1) If the primary suddenly crashes would you always want to switch the
standby to the primary by force...or would there be times when you
would want to make it a standard? (and why)
Well...what is the goal you're trying to achieve?
Expected response in an HADR environment is to failover (take over by
force on standby). Another possibly sensible response under some
circumstances would be to simply repair/restart the primary in-place,
i.e., normal recovery w/o performing failover.
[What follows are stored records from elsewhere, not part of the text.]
//! Time sources for the registry.

use std::sync::{Mutex, PoisonError};

use chrono::{DateTime, Duration, Utc};

/// Supplies the current instant.
pub trait Clock: Send + Sync {
    /// Returns the current time.
    fn now(&self) -> DateTime<Utc>;
}

/// Wall-clock time.
#[derive(Debug, Clone, Copy, Default)]
pub struct SystemClock;

impl Clock for SystemClock {
    fn now(&self) -> DateTime<Utc> {
        Utc::now()
    }
}

/// A clock that only moves when told to.
///
/// Lets tests step past a key's validity window without sleeping.
#[derive(Debug)]
pub struct ManualClock {
    now: Mutex<DateTime<Utc>>,
}

impl ManualClock {
    /// Creates a clock frozen at `start`.
    #[must_use]
    pub fn new(start: DateTime<Utc>) -> Self {
        Self {
            now: Mutex::new(start),
        }
    }

    /// Creates a clock frozen at the current wall-clock time.
    #[must_use]
    pub fn starting_now() -> Self {
        Self::new(Utc::now())
    }

    /// Moves the clock forward (or backward, for a negative delta).
    pub fn advance(&self, by: Duration) {
        let mut now = self.now.lock().unwrap_or_else(PoisonError::into_inner);
        *now += by;
    }

    /// Jumps the clock to `to`.
    pub fn set(&self, to: DateTime<Utc>) {
        *self.now.lock().unwrap_or_else(PoisonError::into_inner) = to;
    }
}

impl Clock for ManualClock {
    fn now(&self) -> DateTime<Utc> {
        *self.now.lock().unwrap_or_else(PoisonError::into_inner)
    }
}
Presumably the "it" to which you refer is the existing standby, and I'm
not able to quickly imagine a case where one would prefer to convert
the standby to standard (i.e., issue stop hadr) in response to failure
of the primary. A cleaner approach if you have some reason to seek
that end would be to issue takeover by force followed by stop hadr. As
long as the original primary hasn't rejoined the pair in the meanwhile,
this would have the same logical result but the takeover provides a
cleaner way to finish the "rollforward" activity of the standby. If
you issue the stop hadr first, you'll anyway need to issue a
rollforward..and stop command to bring the ex-standby out of
rollforward mode.
2) Let us say the primary suddenly crashes (someone pulled the power
cable) and you switch the standby to primary by force. Then you bring
the primary back up and issue a START as STANDBY. If you are in
near-sync mode, wouldnt there be a good chance the two databases could
be out of sync?
No, shouldn't be. If the primary was in Peer state and operating under
NEARSYNC mode when it failed, then the only way there could be loss of
consistency would be if the standby suffered a concurrent failure and
lost some log data that was in the standby's memory but not yet written
to the standby's log file on disk.
For instance, the old primary sent logs data to the
standby and crashed prior to the COMMIT. That transaction would be on
the Standby as completed but not on the old primary.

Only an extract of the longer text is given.